Beijing is betting that owning solid gold assets will give its national currency greater confidence in international transactions, especially in light of the gradual erosion of the dollar’s credibility as a reserve currency following years of US monetary expansion and economic sanctions that have exposed the fragility of unilateral reliance on the dollar during crises. This approach aligns with a long-standing philosophy within Chinese economic thought, based on the principle of gradually decoupling from traditional monetary centers, without directly violating the rules of the system, but rather through a quiet and steady erosion.
In parallel with these steps, Beijing is seeking to expand the use of the yuan in international trade by concluding currency swap agreements with several Asian, African, and Latin American countries, in an attempt to establish an alternative payments network to SWIFT, one of the most important tools of Western financial dominance. China has also begun, with calculated caution, to reduce its holdings of US Treasury bonds, a highly sensitive process given its implications for the market value of the dollar itself and the stability of Chinese reserves.
However, Beijing strategically realizes that a complete decoupling from the dollar is not an option in the near term. The depth of global economic interconnectedness and the complexity of cross-border investments preclude the adoption of radical policies that could harm the Chinese economy more than they help it. Therefore, its steps appear calculated, based on a delicate balance between the desire to reposition the global monetary system and the caution against destabilizing the existing financial system in a way that could trigger adverse reactions.
Although gold reserves still represent a limited percentage of China’s total assets, the symbolic message Beijing is sending to the world is clear: a new monetary system is taking shape, and multipolarity is beginning to crystallize at the heart of the international financial system. It’s no secret that many central banks around the world have begun to adopt a similar approach, opening the door to the formation of an international monetary bloc that embraces paths different from the dominance of the dollar, at a time when the world is witnessing escalating tensions between major powers competing for the legitimacy of financial and economic leadership.
In this context, China’s gold rush cannot be interpreted as a mere precautionary financial move, but rather as a sovereign choice aimed at redrawing its position within the international monetary system. More broadly, it represents what might be termed “monetary geography,” the redistribution of geopolitical influence based on financial and banking instruments, rather than on the balance of military power or technological superiority alone.
This phenomenon intersects with the growing role of local currencies in bilateral transactions and the return of the discourse associated with “monetary sovereignty” in the discourse of many countries, which have also begun to question the feasibility of excessive concentration on the dollar.
Although this transformation is still in its infancy, its cumulative effects are beginning to appear across markets and investment options. Gold prices are on an upward trend driven by official demand, not just commercial speculation, while US bond markets are facing additional pressures as major powers, led by China, decline in purchases.

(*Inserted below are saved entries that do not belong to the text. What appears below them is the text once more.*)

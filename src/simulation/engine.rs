//! High-level runtime engine settings
//!
//! Selects the time-stepping scheme and how often the driver relaxes

use super::integrator::Scheme;

#[derive(Debug, Clone)]
pub struct Engine {
    pub scheme: Scheme, // euler or rk3
    pub relax: bool, // false = never relax
    pub nsteps_relax: usize, // relax on every n-th step
}

impl Engine {
    /// Whether the step with zero-based index `step` relaxes
    pub fn relaxes_on(&self, step: usize) -> bool {
        self.relax && (step + 1) % self.nsteps_relax == 0
    }
}
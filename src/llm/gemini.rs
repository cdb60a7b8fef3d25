//! Gemini REST adapter for text generation.

use async_trait::async_trait;
use serde::{Deserialize, Serialize};
use tracing::debug;

use crate::llm::traits::{LlmError, TextGenerator};

const DEFAULT_BASE_URL: &str = "https://generativelanguage.googleapis.com/v1beta";

pub struct GeminiGenerator {
    client: reqwest::Client,
    base_url: String,
    api_key: String,
    model: String,
}

#[derive(Serialize)]
struct GenerateRequest<'a> {
    contents: Vec<Content<'a>>,
}

#[derive(Serialize)]
struct Content<'a> {
    parts: Vec<Part<'a>>,
}

#[derive(Serialize)]
struct Part<'a> {
    text: &'a str,
}

#[derive(Deserialize)]
struct GenerateResponse {
    candidates: Vec<Candidate>,
}

#[derive(Deserialize)]
struct Candidate {
    content: CandidateContent,
}

#[derive(Deserialize)]
struct CandidateContent {
    parts: Vec<CandidatePart>,
}

#[derive(Deserialize)]
struct CandidatePart {
    text: String,
}

impl GeminiGenerator {
    pub fn new(api_key: String, model: String, timeout_ms: u64) -> Result<Self, LlmError> {
        let client = reqwest::Client::builder()
            .timeout(std::time::Duration::from_millis(timeout_ms))
            .build()
            .map_err(|e| LlmError::Unknown(format!("failed to build HTTP client: {}", e)))?;
        Ok(Self {
            client,
            base_url: DEFAULT_BASE_URL.to_string(),
            api_key,
            model,
        })
    }

    /// Point the adapter at a different endpoint (proxies, test servers).
    pub fn with_base_url(mut self, base_url: impl Into<String>) -> Self {
        self.base_url = base_url.into();
        self
    }
}

#[async_trait]
impl TextGenerator for GeminiGenerator {
    async fn generate(&self, prompt: &str) -> Result<String, LlmError> {
        debug!(model = %self.model, chars = prompt.len(), "sending generation request");

        let url = format!(
            "{}/models/{}:generateContent?key={}",
            self.base_url, self.model, self.api_key
        );
        let body = GenerateRequest {
            contents: vec![Content {
                parts: vec![Part { text: prompt }],
            }],
        };

        let response = self
            .client
            .post(&url)
            .json(&body)
            .send()
            .await
            .map_err(|e| LlmError::Unknown(format!("request failed: {}", e)))?;

        let status = response.status();
        if !status.is_success() {
            let text = response.text().await.unwrap_or_default();
            return Err(LlmError::classify(status.as_u16(), &text));
        }

        let parsed: GenerateResponse = response
            .json()
            .await
            .map_err(|e| LlmError::Unknown(format!("failed to decode response: {}", e)))?;

        parsed
            .candidates
            .into_iter()
            .next()
            .and_then(|c| c.content.parts.into_iter().next())
            .map(|p| p.text)
            .ok_or_else(|| LlmError::Unknown("no candidates in response".to_string()))
    }
}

Ultimately, China does not appear to be directly upending the global monetary system, but rather seeking to engineer a new reality based on balance rather than exclusion, and on diversity rather than centralization. The current moment is not a moment of collapse, but it is certainly a moment for a radical revision of long-held economic assumptions.
The open question remains: If China is able to move with this careful vision toward a multilateral system, will Western powers proactively redefine the role of the dollar, or will they remain bound by the old paradigm of Western supremacy? Are we entering a transitional phase requiring careful management of monetary conflict, or are we witnessing the beginning of a new financial map whose future will be written in gold?